1. Certificate Auto-Generation & Installation

Cheolsu Proxy automatically generates a unique CA certificate on first launch.

macOS — Manual certificate installation:

1. Run the app. The console will display the certificate file path:

   📁 Path: ~/Library/Application Support/com.cheolsu-proxy/cheolsu-proxy.cer
   

2. Open Keychain Access

3. Select the login keychain

4. Go to File > Import Items...

5. Select the cheolsu-proxy.cer file from the path above

6. Double-click the certificate and set it to Always Trust

Other OS guides:

• Ubuntu guide
• Windows guide

2. System Proxy Configuration

Set your local system proxy to 127.0.0.1:8100.

• macOS guide
• Ubuntu guide
• Windows guide

Documentation

For detailed documentation, visit the official docs site.

• User Guide: Installation, configuration, usage
• Contributor Guide: Dev environment setup, code structure, how to contribute
• Feature Docs: TLS support, certificate configuration, etc.

Local Documentation

Markdown documentation is available in the document/ directory.

• TLS 1.0/1.1 Support — Legacy TLS client support
• Intercept Rules — Block, modify, and redirect traffic
• Server Replay — Auto-replay captured responses
• Scripting — TypeScript-based traffic manipulation
• WebSocket — WebSocket capture and injection
• MCP Server — AI assistant integration
• Cheolsu-Query — Query language for traffic filtering

Development

Prerequisites

• Rust (stable)
• Bun or npm
• Tauri CLI
• OpenSSL 3.x (required for building)

macOS:

brew install openssl@3 pkg-config

1. Generate Certificates

The proxy requires a CA certificate to intercept HTTPS traffic. Run the certificate generation script from the crates/ directory:

cd crates
bash ../install_cer.sh

The script generates certificate files in crates/proxyapi_v2/src/certificate_authority/. The private key is converted to PKCS#8 format (for rcgen library compatibility).

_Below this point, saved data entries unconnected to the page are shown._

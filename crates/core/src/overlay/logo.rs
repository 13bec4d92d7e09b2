use std::path::Path;

use crate::config::{Corner, LogoConfig};
use crate::render::{load_png_scaled, Canvas};
use crate::timeline::Window;

use super::{guarded, OverlayImage};

const PADDING: i32 = 20;

/// The configured logo, scaled to a fraction of the canvas width with its
/// opacity baked in, pinned to a corner for `[0, duration)`.
pub fn logo_overlay(config: &LogoConfig, path: &Path, canvas: (u32, u32), duration: f64) -> Option<OverlayImage> {
    guarded("logo", || {
        let width = ((canvas.0 as f32 * config.scale.clamp(0.01, 1.0)).round() as u32).max(1);
        let logo = load_png_scaled(path, width)?;
        let mut faded = Canvas::new(logo.width(), logo.height())?;
        faded.draw_pixmap(&logo, 0, 0, config.opacity.clamp(0.0, 1.0));

        let (x, y) = corner_origin(config.position, canvas, (faded.width(), faded.height()));
        Ok(OverlayImage::new(faded.into_pixmap(), x, y, Window::new(0.0, duration)))
    })
}

fn corner_origin(corner: Corner, canvas: (u32, u32), size: (u32, u32)) -> (i32, i32) {
    let right = canvas.0 as i32 - size.0 as i32 - PADDING;
    let bottom = canvas.1 as i32 - size.1 as i32 - PADDING;
    match corner {
        Corner::TopLeft => (PADDING, PADDING),
        Corner::TopRight => (right, PADDING),
        Corner::BottomLeft => (PADDING, bottom),
        Corner::BottomRight => (right, bottom),
    }
}

#[cfg(test)]
mod tests {
    use super::*;
    use crate::theme::Rgb;

    fn write_logo(dir: &Path) -> std::path::PathBuf {
        let path = dir.join("logo.png");
        Canvas::filled(40, 20, Rgb(0, 0, 255)).unwrap().pixmap().save_png(&path).unwrap();
        path
    }

    fn config(position: Corner) -> LogoConfig {
        LogoConfig {
            enabled: true,
            path: None,
            position,
            scale: 0.1,
            opacity: 0.7,
        }
    }

    #[test]
    fn logo_sits_in_the_configured_corner() {
        let dir = tempfile::tempdir().unwrap();
        let path = write_logo(dir.path());

        let cases = [
            (Corner::TopLeft, (20, 20)),
            (Corner::TopRight, (340, 20)),
            (Corner::BottomLeft, (20, 260)),
            (Corner::BottomRight, (340, 260)),
        ];
        for (corner, origin) in cases {
            let image = logo_overlay(&config(corner), &path, (400, 300), 90.0).unwrap();
            assert_eq!((image.x, image.y), origin, "{corner:?}");
            assert_eq!((image.pixmap.width(), image.pixmap.height()), (40, 20));
            assert_eq!(image.window, Window::new(0.0, 90.0));
        }
    }

    #[test]
    fn opacity_is_baked_into_the_pixels() {
        let dir = tempfile::tempdir().unwrap();
        let path = write_logo(dir.path());

        let image = logo_overlay(&config(Corner::TopRight), &path, (400, 300), 10.0).unwrap();
        let px = image.pixmap.pixel(20, 10).unwrap();
        let expected = (0.7 * 255.0_f32).round() as i32;
        assert!((i32::from(px.alpha()) - expected).abs() <= 2, "alpha {}", px.alpha());
        assert_eq!(px.red(), 0);
    }

    #[test]
    fn unreadable_logo_is_skipped() {
        let dir = tempfile::tempdir().unwrap();
        let path = dir.path().join("logo.png");
        std::fs::write(&path, b"not a png").unwrap();
        assert!(logo_overlay(&config(Corner::TopLeft), &path, (400, 300), 10.0).is_none());
    }
}
use serde::{Deserialize, Serialize};
use tracing::{debug, warn};

use crate::script::{ScriptSegment, SegmentKind, Terms};

/// Slow, educational delivery. Only an estimate; measured narration wins.
pub const DEFAULT_SPEAKING_RATE_WPM: f64 = 140.0;

/// Structured metadata carried by content segments only.
#[derive(Debug, Clone, Default, Serialize, Deserialize)]
pub struct ContentMeta {
    pub title: String,
    pub subject_category: String,
    pub exam_tag: String,
    pub key_points: Vec<String>,
    pub important_terms: Terms,
}

impl ContentMeta {
    /// The segment title, or "Topic N" for the `ordinal`-th (1-based)
    /// content segment when the script left it blank.
    pub fn display_title(&self, ordinal: usize) -> String {
        if self.title.trim().is_empty() {
            format!("Topic {ordinal}")
        } else {
            self.title.clone()
        }
    }
}

/// A scheduled narration segment.
#[derive(Debug, Clone, Serialize, Deserialize)]
pub struct Segment {
    pub kind: SegmentKind,
    pub text: String,
    pub word_count: u32,
    pub start_time: f64,
    pub duration: f64,
    pub meta: Option<ContentMeta>,
}

impl Segment {
    pub fn end_time(&self) -> f64 {
        self.start_time + self.duration
    }

    pub fn is_content(&self) -> bool {
        self.kind == SegmentKind::Content
    }
}

/// Half-open time window `[start, start + duration)`.
#[derive(Debug, Clone, Copy, PartialEq, Serialize, Deserialize)]
pub struct Window {
    pub start: f64,
    pub duration: f64,
}

impl Window {
    pub fn new(start: f64, duration: f64) -> Self {
        Self { start, duration }
    }

    pub fn end(&self) -> f64 {
        self.start + self.duration
    }

    pub fn contains(&self, t: f64) -> bool {
        t >= self.start && t < self.end()
    }
}

/// External chapter marker for the upload and notes collaborators.
#[derive(Debug, Clone, PartialEq, Eq, Serialize, Deserialize)]
pub struct Chapter {
    pub time: String,
    pub title: String,
    pub subject: String,
}

/// Ordered, non-overlapping segments plus the authoritative total length.
#[derive(Debug, Clone, Serialize, Deserialize)]
pub struct Timeline {
    segments: Vec<Segment>,
    total_duration: f64,
}

/// `word_count / wpm * 60`, never negative.
pub fn estimate_duration(word_count: u32, speaking_rate_wpm: f64) -> f64 {
    (f64::from(word_count) / speaking_rate_wpm * 60.0).max(0.0)
}

/// Lays segments end to end. Until reconciled with the narration, the total
/// duration is the sum of the estimates.
pub fn build_timeline(segments: &[ScriptSegment], speaking_rate_wpm: f64) -> Timeline {
    let rate = if speaking_rate_wpm.is_finite() && speaking_rate_wpm > 0.0 {
        speaking_rate_wpm
    } else {
        warn!(speaking_rate_wpm, "unusable speaking rate, using default");
        DEFAULT_SPEAKING_RATE_WPM
    };

    let mut cursor = 0.0;
    let mut scheduled = Vec::with_capacity(segments.len());
    for source in segments {
        let word_count = source.words();
        if let Some(upstream) = source.timestamp.as_deref().and_then(parse_timestamp) {
            let gap = cursor - upstream;
            if gap.abs() > 1.0 {
                debug!(
                    segment = scheduled.len(),
                    upstream,
                    scheduled = cursor,
                    gap,
                    "upstream timestamp disagrees with the schedule"
                );
            }
        }
        let duration = match source.duration {
            Some(explicit) if explicit.is_finite() => explicit.max(0.0),
            _ => estimate_duration(word_count, rate),
        };
        let meta = (source.kind == SegmentKind::Content).then(|| ContentMeta {
            title: source.title.clone().unwrap_or_default(),
            subject_category: source
                .subject_category
                .clone()
                .unwrap_or_else(|| "Current Affairs".to_string()),
            exam_tag: source.exam_tag.clone().unwrap_or_default(),
            key_points: source.key_points.clone(),
            important_terms: source.important_terms.clone(),
        });

        scheduled.push(Segment {
            kind: source.kind,
            text: source.text.clone(),
            word_count,
            start_time: cursor,
            duration,
            meta,
        });
        cursor += duration;
    }

    Timeline {
        segments: scheduled,
        total_duration: cursor,
    }
}

impl Timeline {
    pub fn segments(&self) -> &[Segment] {
        &self.segments
    }

    pub fn total_duration(&self) -> f64 {
        self.total_duration
    }

    /// Sum of the per-segment estimates.
    pub fn estimated_duration(&self) -> f64 {
        self.segments.iter().map(|s| s.duration).sum()
    }

    /// Pins the total length to the measured narration. Segment windows are
    /// left untouched: they only schedule overlays.
    pub fn with_narration_duration(mut self, measured: f64) -> Self {
        self.total_duration = measured.max(0.0);
        let drift = self.drift();
        if drift.abs() > 1.0 {
            warn!(
                estimated = self.estimated_duration(),
                measured = self.total_duration,
                drift,
                "segment estimates drift from narration length"
            );
        }
        self
    }

    /// Estimated minus measured seconds. Positive means the script overruns.
    pub fn drift(&self) -> f64 {
        self.estimated_duration() - self.total_duration
    }

    pub fn content_segments(&self) -> impl Iterator<Item = &Segment> {
        self.segments.iter().filter(|s| s.is_content())
    }

    /// One window per content segment, running until the next content
    /// segment starts (or the end of the narration), so slides persist over
    /// transition filler.
    pub fn slide_windows(&self) -> Vec<Window> {
        let starts: Vec<f64> = self.content_segments().map(|s| s.start_time).collect();
        starts
            .iter()
            .enumerate()
            .map(|(i, &start)| {
                let end = starts.get(i + 1).copied().unwrap_or(self.total_duration);
                Window::new(start, (end - start).max(0.0))
            })
            .collect()
    }

    pub fn segment_at(&self, t: f64) -> Option<&Segment> {
        self.segments
            .iter()
            .find(|s| t >= s.start_time && t < s.end_time())
    }

    /// Chapter markers, shifted by `offset` seconds of leading material.
    /// Topics that start at or after the end of the narration are never
    /// shown and get no marker.
    pub fn chapters(&self, offset: f64) -> Vec<Chapter> {
        self.content_segments()
            .enumerate()
            .filter(|(_, segment)| segment.start_time < self.total_duration)
            .map(|(i, segment)| {
                let meta = segment.meta.clone().unwrap_or_default();
                Chapter {
                    time: format_timestamp(offset + segment.start_time),
                    title: meta.display_title(i + 1),
                    subject: meta.subject_category,
                }
            })
            .collect()
    }

    /// Chapters for the finished video, where the body follows `intro`
    /// seconds of opening card. A non-empty intro gets its own marker at
    /// `00:00`.
    pub fn video_chapters(&self, intro: f64) -> Vec<Chapter> {
        let mut chapters = Vec::new();
        if intro > 0.0 {
            chapters.push(Chapter {
                time: format_timestamp(0.0),
                title: "Introduction".to_string(),
                subject: "Overview".to_string(),
            });
        }
        chapters.extend(self.chapters(intro.max(0.0)));
        chapters
    }
}

/// Seconds as `MM:SS`; minutes keep counting past 59.
pub fn format_timestamp(seconds: f64) -> String {
    let whole = seconds.max(0.0).floor() as u64;
    format!("{:02}:{:02}", whole / 60, whole % 60)
}

/// Parses `MM:SS`. Anything else is `None`.
pub fn parse_timestamp(raw: &str) -> Option<f64> {
    let mut parts = raw.trim().split(':');
    match (parts.next(), parts.next(), parts.next()) {
        (Some(m), Some(s), None) => {
            let (m, s) = (m.parse::<u64>().ok()?, s.parse::<u64>().ok()?);
            Some((m * 60 + s) as f64)
        }
        _ => None,
    }
}
//! Fixed catalog of time-boxed overlays: topic headers, intro/outro cards,
//! the headline strip, the ticker, and the generic key-point, image and
//! statistics cards used when slides are off, and the corner logo.
//!
//! Every renderer returns `None` on failure so the compositor can skip it.

mod cards;
mod header;
mod logo;
mod strip;

pub use cards::{image_card, key_point_card, stats_card, MAX_STATS};
pub use header::{intro_card, outro_card, topic_header, topic_headers, TopicHeader};
pub use logo::logo_overlay;
pub use strip::{headline_strip, headline_text, ticker, ticker_text, TICKER_CHAR_CAP};

use tiny_skia::Pixmap;
use tracing::warn;

use crate::timeline::Window;
use crate::Result;

/// Fade applied to both edges of slides and topic headers.
pub const HEADER_FADE: f64 = 0.5;
/// Fade applied to both edges of the generic cards.
pub const CARD_FADE: f64 = 0.3;
pub const OUTRO_FADE_OUT: f64 = 1.0;

/// A rendered overlay plus where and when it appears.
#[derive(Debug, Clone)]
pub struct OverlayImage {
    pub pixmap: Pixmap,
    pub x: i32,
    pub y: i32,
    pub window: Window,
    pub fade_in: f64,
    pub fade_out: f64,
}

impl OverlayImage {
    pub fn new(pixmap: Pixmap, x: i32, y: i32, window: Window) -> Self {
        Self {
            pixmap,
            x,
            y,
            window,
            fade_in: 0.0,
            fade_out: 0.0,
        }
    }

    pub fn with_fades(mut self, fade_in: f64, fade_out: f64) -> Self {
        self.fade_in = fade_in;
        self.fade_out = fade_out;
        self
    }
}

fn guarded<F>(kind: &'static str, render: F) -> Option<OverlayImage>
where
    F: FnOnce() -> Result<OverlayImage>,
{
    match render() {
        Ok(image) => Some(image),
        Err(err) => {
            warn!(overlay = kind, %err, "skipping overlay");
            None
        }
    }
}

// Font sizes shared by the overlay renderers.
const TITLE_PX: f32 = 48.0;
const HEADING_PX: f32 = 36.0;
const SUBHEADING_PX: f32 = 28.0;
const BODY_PX: f32 = 24.0;
const SMALL_PX: f32 = 18.0;
const TINY_PX: f32 = 14.0;

#[cfg(test)]
mod tests {
    use super::*;
    use crate::SlidecastError;

    #[test]
    fn failed_render_becomes_none() {
        assert!(guarded("test", || Err(SlidecastError::render("boom"))).is_none());
        let pixmap = Pixmap::new(1, 1).unwrap();
        let image = guarded("test", || Ok(OverlayImage::new(pixmap, 0, 0, Window::new(0.0, 1.0))));
        assert!(image.is_some());
    }
}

2. Trust the CA Certificate

Register the generated CA certificate with your OS for HTTPS proxy to work properly.

macOS:

open crates/proxyapi_v2/src/certificate_authority/cheolsu-proxy.cer

In Keychain Access, double-click the certificate → Trust section → set to Always Trust.

Linux:

sudo cp crates/proxyapi_v2/src/certificate_authority/cheolsu-proxy.cer /usr/local/share/ca-certificates/cheolsu-proxy.crt
sudo update-ca-certificates

Windows:

Import cheolsu-proxy.cer into "Trusted Root Certification Authorities" via Certificate Manager (certmgr.msc).

3. Run Development Server

cd desktop
bun install
bun tauri dev

If you encounter OpenSSL linking errors, set the environment variable:

PKG_CONFIG_PATH="/opt/homebrew/opt/openssl@3/lib/pkgconfig" bun tauri dev

4. CLI (Headless) Mode

Run the proxy without the GUI:

bun tauri dev -- -- --headless --port 8100

Option	Short	Description
--headless	-H	Run proxy without GUI
--port <PORT>	-p	Proxy listen port (default: 8100)
--host <HOST>	-b	Proxy listen host (default: 127.0.0.1)
--verbose	-v	Enable verbose logging

5. Testing

# Unit tests (TLS strategy selection, ClientHello parsing, etc.)
PKG_CONFIG_PATH="/opt/homebrew/opt/openssl@3/lib/pkgconfig" cargo test -p proxyapi_v2 --lib

# Integration tests (requires CA certificate to be trusted by the system)
PKG_CONFIG_PATH="/opt/homebrew/opt/openssl@3/lib/pkgconfig" cargo test -p proxyapi_v2 --test rcgen_ca

Certificate File Locations

• Development: crates/proxyapi_v2/src/certificate_authority/
• Production (macOS): ~/Library/Application Support/com.cheolsu-proxy/
• Production (Windows): %APPDATA%/com.cheolsu-proxy/ (planned)
• Production (Linux): ~/.config/com.cheolsu-proxy/ (planned)

Contributing

Contributions are always welcome!

License

See LICENSE-APACHE, LICENSE-MIT for details.